• Task requirements: Write out, word for word, the part of the listing below that opens with the line containing "filename crates/vbsp-formats/src/file.rs" and closes with the line containing "use std::path::Path;", keeping both of those lines and adding no others.

***

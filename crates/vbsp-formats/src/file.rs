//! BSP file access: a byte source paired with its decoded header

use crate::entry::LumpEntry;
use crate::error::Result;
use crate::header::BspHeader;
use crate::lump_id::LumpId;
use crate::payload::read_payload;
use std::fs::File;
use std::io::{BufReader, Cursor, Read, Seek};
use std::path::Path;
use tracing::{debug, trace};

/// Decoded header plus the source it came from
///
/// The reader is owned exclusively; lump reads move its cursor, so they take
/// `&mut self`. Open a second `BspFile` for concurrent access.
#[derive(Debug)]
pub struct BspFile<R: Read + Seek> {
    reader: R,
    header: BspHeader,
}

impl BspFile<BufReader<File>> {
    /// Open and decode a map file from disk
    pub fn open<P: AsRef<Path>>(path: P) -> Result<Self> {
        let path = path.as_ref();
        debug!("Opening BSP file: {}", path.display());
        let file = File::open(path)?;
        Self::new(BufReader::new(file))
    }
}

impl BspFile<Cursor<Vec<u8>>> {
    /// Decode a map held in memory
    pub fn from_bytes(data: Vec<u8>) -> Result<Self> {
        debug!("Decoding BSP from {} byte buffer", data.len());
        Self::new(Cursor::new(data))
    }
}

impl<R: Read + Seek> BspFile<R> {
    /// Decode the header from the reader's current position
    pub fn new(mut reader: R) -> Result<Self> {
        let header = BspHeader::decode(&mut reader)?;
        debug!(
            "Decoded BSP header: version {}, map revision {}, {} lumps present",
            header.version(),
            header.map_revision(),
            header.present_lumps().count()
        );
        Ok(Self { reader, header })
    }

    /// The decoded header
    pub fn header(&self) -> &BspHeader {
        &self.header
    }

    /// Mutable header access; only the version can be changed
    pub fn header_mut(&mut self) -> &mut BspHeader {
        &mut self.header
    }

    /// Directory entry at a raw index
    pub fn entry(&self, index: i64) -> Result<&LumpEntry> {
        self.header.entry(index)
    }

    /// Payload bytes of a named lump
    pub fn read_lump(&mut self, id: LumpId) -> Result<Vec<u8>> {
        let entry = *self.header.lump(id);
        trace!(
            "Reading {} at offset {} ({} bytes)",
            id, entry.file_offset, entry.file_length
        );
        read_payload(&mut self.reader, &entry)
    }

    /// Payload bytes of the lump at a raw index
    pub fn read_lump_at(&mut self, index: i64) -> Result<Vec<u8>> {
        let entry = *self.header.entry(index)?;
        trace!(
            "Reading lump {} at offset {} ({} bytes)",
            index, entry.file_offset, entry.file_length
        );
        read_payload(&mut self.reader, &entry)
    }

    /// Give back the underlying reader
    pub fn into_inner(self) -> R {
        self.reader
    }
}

***

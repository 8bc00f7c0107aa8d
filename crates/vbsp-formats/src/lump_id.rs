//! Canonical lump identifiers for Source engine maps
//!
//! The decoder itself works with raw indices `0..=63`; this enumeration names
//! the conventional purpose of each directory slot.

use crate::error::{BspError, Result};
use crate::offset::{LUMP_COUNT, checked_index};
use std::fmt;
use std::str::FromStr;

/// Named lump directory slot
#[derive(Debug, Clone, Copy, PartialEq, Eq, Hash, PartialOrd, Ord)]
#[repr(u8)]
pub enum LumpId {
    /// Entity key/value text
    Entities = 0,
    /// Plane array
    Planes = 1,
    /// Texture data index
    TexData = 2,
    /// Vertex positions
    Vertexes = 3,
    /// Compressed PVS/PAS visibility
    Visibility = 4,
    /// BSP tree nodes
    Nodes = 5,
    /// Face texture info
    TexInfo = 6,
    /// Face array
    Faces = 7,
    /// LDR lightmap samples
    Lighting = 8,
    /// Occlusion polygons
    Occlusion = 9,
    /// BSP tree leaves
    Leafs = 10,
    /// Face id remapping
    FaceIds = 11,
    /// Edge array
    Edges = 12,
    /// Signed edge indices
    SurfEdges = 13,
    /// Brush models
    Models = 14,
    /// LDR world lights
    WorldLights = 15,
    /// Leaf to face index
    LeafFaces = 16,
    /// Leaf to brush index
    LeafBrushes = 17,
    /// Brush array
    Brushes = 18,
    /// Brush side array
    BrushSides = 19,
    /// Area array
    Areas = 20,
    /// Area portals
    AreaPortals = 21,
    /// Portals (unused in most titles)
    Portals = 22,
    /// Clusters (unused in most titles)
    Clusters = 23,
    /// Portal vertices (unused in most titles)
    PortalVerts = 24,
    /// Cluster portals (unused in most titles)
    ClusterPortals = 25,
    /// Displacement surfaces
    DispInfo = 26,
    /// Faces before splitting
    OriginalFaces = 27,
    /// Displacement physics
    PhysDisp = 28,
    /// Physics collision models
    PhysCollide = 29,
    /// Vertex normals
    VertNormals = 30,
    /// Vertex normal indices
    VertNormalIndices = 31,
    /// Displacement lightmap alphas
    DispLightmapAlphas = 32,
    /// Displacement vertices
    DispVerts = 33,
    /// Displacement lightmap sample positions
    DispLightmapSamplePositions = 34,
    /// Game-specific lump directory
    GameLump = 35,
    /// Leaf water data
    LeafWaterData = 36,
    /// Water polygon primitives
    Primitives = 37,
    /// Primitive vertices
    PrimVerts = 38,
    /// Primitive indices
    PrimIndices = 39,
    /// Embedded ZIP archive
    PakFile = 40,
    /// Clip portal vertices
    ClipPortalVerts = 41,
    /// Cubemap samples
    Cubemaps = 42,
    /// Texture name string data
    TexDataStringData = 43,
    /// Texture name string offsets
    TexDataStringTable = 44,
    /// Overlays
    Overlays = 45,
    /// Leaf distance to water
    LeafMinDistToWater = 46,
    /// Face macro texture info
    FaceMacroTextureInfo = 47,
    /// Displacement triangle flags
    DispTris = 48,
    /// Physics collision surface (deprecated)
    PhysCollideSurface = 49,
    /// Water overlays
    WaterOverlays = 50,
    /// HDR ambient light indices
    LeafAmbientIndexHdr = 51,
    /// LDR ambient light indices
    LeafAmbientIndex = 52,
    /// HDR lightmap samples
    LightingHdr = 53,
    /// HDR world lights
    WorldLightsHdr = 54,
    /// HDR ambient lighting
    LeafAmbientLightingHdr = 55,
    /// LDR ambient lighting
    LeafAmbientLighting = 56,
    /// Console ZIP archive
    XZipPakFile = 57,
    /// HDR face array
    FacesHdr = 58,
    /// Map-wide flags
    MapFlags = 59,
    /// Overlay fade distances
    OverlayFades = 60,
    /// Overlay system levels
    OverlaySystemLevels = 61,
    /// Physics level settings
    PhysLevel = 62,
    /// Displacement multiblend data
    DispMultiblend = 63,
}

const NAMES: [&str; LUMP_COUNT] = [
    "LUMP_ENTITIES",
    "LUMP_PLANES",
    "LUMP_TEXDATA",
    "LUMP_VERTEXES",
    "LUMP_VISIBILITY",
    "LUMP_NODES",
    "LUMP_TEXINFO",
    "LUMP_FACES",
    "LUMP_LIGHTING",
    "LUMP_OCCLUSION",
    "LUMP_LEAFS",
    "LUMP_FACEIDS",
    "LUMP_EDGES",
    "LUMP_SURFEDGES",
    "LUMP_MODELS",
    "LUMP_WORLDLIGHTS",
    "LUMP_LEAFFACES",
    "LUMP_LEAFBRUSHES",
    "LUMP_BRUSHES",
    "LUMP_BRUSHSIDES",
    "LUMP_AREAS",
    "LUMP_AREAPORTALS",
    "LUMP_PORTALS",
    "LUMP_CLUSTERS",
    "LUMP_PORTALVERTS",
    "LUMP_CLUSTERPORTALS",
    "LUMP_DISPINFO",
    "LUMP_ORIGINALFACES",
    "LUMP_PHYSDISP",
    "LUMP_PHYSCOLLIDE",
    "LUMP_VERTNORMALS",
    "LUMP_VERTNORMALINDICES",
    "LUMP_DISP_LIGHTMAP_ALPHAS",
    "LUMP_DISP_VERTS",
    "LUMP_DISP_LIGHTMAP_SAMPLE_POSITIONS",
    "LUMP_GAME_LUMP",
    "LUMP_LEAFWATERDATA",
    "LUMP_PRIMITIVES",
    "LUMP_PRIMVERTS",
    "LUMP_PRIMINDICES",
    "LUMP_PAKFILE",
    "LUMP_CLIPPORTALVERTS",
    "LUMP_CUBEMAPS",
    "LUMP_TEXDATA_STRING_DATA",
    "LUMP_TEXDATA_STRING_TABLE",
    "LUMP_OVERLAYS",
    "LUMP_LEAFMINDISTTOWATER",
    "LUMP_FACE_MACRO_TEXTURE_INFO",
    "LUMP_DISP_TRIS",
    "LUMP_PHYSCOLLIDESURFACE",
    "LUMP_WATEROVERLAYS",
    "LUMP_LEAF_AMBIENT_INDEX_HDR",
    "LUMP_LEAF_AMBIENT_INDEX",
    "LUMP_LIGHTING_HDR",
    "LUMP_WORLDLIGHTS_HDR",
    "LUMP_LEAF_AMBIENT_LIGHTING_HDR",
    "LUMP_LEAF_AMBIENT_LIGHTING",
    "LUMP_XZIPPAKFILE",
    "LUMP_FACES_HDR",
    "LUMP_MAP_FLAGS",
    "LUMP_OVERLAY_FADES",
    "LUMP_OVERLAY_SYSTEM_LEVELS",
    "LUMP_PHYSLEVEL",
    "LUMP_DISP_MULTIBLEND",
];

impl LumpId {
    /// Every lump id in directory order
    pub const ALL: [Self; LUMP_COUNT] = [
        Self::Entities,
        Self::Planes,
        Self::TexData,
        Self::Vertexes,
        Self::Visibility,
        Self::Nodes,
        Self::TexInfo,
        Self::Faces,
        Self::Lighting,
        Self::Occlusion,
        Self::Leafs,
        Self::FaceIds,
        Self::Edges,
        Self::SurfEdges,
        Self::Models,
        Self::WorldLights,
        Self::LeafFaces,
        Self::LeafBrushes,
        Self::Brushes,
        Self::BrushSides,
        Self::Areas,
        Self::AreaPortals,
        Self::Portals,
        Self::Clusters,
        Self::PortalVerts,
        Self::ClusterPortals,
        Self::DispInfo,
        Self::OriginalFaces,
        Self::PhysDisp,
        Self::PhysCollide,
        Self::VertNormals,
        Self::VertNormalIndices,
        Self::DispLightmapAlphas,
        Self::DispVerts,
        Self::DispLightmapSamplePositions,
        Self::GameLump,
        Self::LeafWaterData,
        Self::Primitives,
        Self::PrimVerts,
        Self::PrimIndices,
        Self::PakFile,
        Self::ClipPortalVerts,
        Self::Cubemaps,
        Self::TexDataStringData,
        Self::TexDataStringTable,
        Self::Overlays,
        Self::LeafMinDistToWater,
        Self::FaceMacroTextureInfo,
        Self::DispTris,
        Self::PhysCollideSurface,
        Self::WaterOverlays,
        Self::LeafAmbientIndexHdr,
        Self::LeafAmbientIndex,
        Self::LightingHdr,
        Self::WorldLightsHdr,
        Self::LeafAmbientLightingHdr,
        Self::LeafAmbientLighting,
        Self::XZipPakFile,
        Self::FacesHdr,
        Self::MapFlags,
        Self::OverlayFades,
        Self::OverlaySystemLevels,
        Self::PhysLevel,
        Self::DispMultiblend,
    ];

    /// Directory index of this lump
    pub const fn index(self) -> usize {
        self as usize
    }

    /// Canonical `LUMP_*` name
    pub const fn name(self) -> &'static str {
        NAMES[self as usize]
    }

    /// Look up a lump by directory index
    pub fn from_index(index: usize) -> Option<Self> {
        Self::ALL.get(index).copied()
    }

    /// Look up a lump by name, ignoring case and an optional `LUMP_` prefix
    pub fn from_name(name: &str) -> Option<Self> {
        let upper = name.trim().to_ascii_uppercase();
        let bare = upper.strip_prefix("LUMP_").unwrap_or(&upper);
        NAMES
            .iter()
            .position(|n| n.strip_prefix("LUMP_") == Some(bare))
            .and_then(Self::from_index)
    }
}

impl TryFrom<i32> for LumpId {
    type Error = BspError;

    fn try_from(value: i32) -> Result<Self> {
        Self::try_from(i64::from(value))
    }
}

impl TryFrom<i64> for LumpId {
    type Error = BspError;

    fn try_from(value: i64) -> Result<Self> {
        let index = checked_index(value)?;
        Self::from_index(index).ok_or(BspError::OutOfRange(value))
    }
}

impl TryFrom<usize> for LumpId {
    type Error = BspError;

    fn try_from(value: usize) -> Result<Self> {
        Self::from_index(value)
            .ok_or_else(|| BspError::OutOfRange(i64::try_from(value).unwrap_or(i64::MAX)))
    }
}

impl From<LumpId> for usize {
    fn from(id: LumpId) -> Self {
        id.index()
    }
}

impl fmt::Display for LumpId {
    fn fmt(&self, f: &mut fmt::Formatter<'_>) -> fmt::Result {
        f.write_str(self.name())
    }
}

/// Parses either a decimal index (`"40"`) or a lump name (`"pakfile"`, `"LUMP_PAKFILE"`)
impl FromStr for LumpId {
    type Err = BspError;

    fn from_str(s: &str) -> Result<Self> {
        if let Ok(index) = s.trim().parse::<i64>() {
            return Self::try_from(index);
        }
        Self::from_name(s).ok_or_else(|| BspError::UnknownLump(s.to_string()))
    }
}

***

• Your response:
filename crates/vbsp-formats/src/file.rs
//! BSP file access: a byte source paired with its decoded header

use crate::entry::LumpEntry;
use crate::error::Result;
use crate::header::BspHeader;
use crate::lump_id::LumpId;
use crate::payload::read_payload;
use std::fs::File;
use std::io::{BufReader, Cursor, Read, Seek};
use std::path::Path;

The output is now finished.